Hendrik Macedo
02/09/2016

Anonimato. [1]
Anonimato. [1]
Às vésperas do início dos Jogos Olímpicos Rio 2016, fomos surpreendidos aqui no Brasil por uma ação da Polícia Federal que prendeu um grupo suspeito de ligações com a facção terrorista Estado Islâmico (EI) e de planejar ações terroristas no País durante os referidos Jogos. O serviço de Inteligência brasileira afirma que os suspeitos já vinham sendo monitorados pelo engajamento em redes sociais virtuais. As notícias não informam quais redes sociais especificamente estavam sendo monitoradas e tampouco esclarecem os métodos de monitoramento usualmente utilizados por estes serviços de Inteligência. Entretanto, como veremos, é possível que por detrás destes métodos exista uma máquina bem “esperta”.

O EI se caracterizou por um grupo que faz uso intensivo das redes sociais como mecanismo de propaganda de suas diretrizes e ações e como mecanismo para aliciamento de novos integrantes em todo o mundo.

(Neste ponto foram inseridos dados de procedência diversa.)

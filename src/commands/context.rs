//! Per-invocation command context.

use ps_proto::{Rank, to_id};

use crate::bot::Bot;
use crate::cache::{Room, User};
use crate::error::CommandError;

/// One command invocation: who ran it, where, and with what text.
pub struct CommandContext<'a> {
    bot: &'a Bot,
    target: String,
    caller_id: String,
    room_id: Option<String>,
}

impl<'a> CommandContext<'a> {
    pub fn new(bot: &'a Bot, target: &str, caller_id: &str, room_id: Option<&str>) -> Self {
        Self {
            bot,
            target: target.to_string(),
            caller_id: to_id(caller_id),
            room_id: room_id.map(to_id),
        }
    }

    pub fn bot(&self) -> &'a Bot {
        self.bot
    }

    /// Everything after the command name.
    pub fn target(&self) -> &str {
        &self.target
    }

    pub fn set_target(&mut self, target: impl Into<String>) {
        self.target = target.into();
    }

    /// Comma-separated target fields, trimmed. Empty target yields no fields.
    pub fn args(&self) -> Vec<&str> {
        if self.target.trim().is_empty() {
            return Vec::new();
        }
        self.target.split(',').map(str::trim).collect()
    }

    pub fn caller_id(&self) -> &str {
        &self.caller_id
    }

    /// Room the command was said in; `None` for private messages.
    pub fn room_id(&self) -> Option<&str> {
        self.room_id.as_deref()
    }

    /// Reply to the caller.
    ///
    /// Goes to the room when the caller holds a rank above regular there,
    /// otherwise by private message. Uses cached room auth only.
    pub fn send(&self, text: &str) -> bool {
        match self.room_id.as_deref() {
            Some(room)
                if self
                    .bot
                    .rooms()
                    .rank_of(room, &self.caller_id)
                    .is_some_and(Rank::is_staff) =>
            {
                self.bot.say(room, text)
            }
            _ => self.bot.pm(&self.caller_id, text),
        }
    }

    /// The caller, fetched through the user cache.
    pub async fn user(&self) -> Option<User> {
        self.bot.user(&self.caller_id).await
    }

    /// The invoking room, fetched through the room cache.
    pub async fn room(&self) -> Option<Room> {
        match self.room_id.as_deref() {
            Some(room) => self.bot.room(room).await,
            None => None,
        }
    }

    /// Effective rank of the caller in `room`.
    ///
    /// Cached room auth wins. Otherwise the caller's `userdetails` decide:
    /// the rank listed for that room, or the global rank. A caller the
    /// server does not know counts as regular.
    pub async fn rank_in(&self, room: Option<&str>) -> Rank {
        if let Some(room) = room
            && let Some(rank) = self.bot.rooms().rank_of(room, &self.caller_id)
        {
            return rank;
        }
        match self.user().await {
            Some(user) => match room {
                Some(room) => user.rank_in(room),
                None => user.group,
            },
            None => Rank::Regular,
        }
    }

    pub async fn at_least(&self, rank: Rank, room: Option<&str>) -> bool {
        self.rank_in(room).await.at_least(rank)
    }

    /// Require `rank` in the invoking room.
    pub async fn is(&self, rank: Rank) -> Result<(), CommandError> {
        if self.at_least(rank, self.room_id.as_deref()).await {
            Ok(())
        } else {
            Err(CommandError::access_denied())
        }
    }

    pub fn is_sysop(&self) -> bool {
        self.bot.settings().is_sysop(&self.caller_id)
    }

    /// Require the caller to be a configured sysop.
    pub fn require_sysop(&self) -> Result<(), CommandError> {
        if self.is_sysop() {
            Ok(())
        } else {
            Err(CommandError::access_denied())
        }
    }
}

#[cfg(test)]
mod tests {
    use super::*;

    #[tokio::test]
    async fn replies_publicly_only_for_ranked_callers() {
        let (bot, mut sent) = Bot::for_tests_with_outbox();
        bot.rooms()
            .observe("lobby", &ps_proto::Identity::parse("+voiced"));
        bot.rooms()
            .observe("lobby", &ps_proto::Identity::parse(" plain"));

        CommandContext::new(&bot, "", "voiced", Some("lobby")).send("hi");
        CommandContext::new(&bot, "", "plain", Some("lobby")).send("hi");
        CommandContext::new(&bot, "", "voiced", None).send("hi");

        assert_eq!(sent.try_recv().unwrap(), "lobby|hi");
        assert_eq!(sent.try_recv().unwrap(), "|/pm plain,hi");
        assert_eq!(sent.try_recv().unwrap(), "|/pm voiced,hi");
    }

    #[tokio::test]
    async fn cached_room_auth_decides_rank() {
        let bot = Bot::for_tests();
        bot.rooms()
            .observe("lobby", &ps_proto::Identity::parse("%driver"));
        let ctx = CommandContext::new(&bot, "", "Driver", Some("Lobby"));
        assert_eq!(ctx.rank_in(Some("lobby")).await, Rank::Driver);
        assert!(ctx.is(Rank::Voice).await.is_ok());
        assert_eq!(
            ctx.is(Rank::Moderator).await,
            Err(CommandError::access_denied())
        );
    }

    #[tokio::test]
    async fn splits_args() {
        let bot = Bot::for_tests();
        let ctx = CommandContext::new(&bot, " a, b ,c", "x", None);
        assert_eq!(ctx.args(), vec!["a", "b", "c"]);
        let ctx = CommandContext::new(&bot, "  ", "x", None);
        assert!(ctx.args().is_empty());
    }

    #[tokio::test]
    async fn sysops_by_id() {
        let bot = Bot::for_tests();
        assert!(CommandContext::new(&bot, "", "Sys Op", None).is_sysop());
        assert!(CommandContext::new(&bot, "", "bob", None).require_sysop().is_err());
    }
}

Isto motivou um grupo de pesquisadores [2] a tentar compreender o que acontece com usuários europeus do Twitter antes, durante e após os mesmos exibirem comportamento pró-EI (uso de linguagem extremista ou compartilhamento de conteúdo proveniente de contas relacionadas ao EI), ou seja, sinais de radicalização no comportamento. A abordagem adotou técnicas de mineração de dados sociais (do inglês, Social Media Mining) para determinar os pontos temporais de ativação do comportamento, caracterizar o comportamento divergente tanto lexicalmente quanto socialmente e quantificar a dinâmica de influência à medida que menções pró-EI são adotadas nos tweets do usuário. Os resultados do trabalho mostram que dos 154 mil usuários examinados, 727 exibiram sinais de comportamento radical e a grande maioria destes realmente se tornaram ativistas, mostrando que o método chegou a altos índices de precisão. Os resultados ainda mostram que usuários que se tornaram ativistas apresentaram comportamento bastante divergente ao longo do processo e a homofilia social exerce uma forte influência sobre o processo de difusão de mensagens de Twitter pró-EI. Os pesquisadores conseguiram ainda correlacionar o momento de ativação do comportamento com eventos de ampla repercussão na grande mídia envolvendo o EI. As técnicas computacionais utilizadas podem ser aplicadas a qualquer trabalho de pesquisa interessado em modelar a difusão em grande-escala de dados de séries temporais de qualquer domínio.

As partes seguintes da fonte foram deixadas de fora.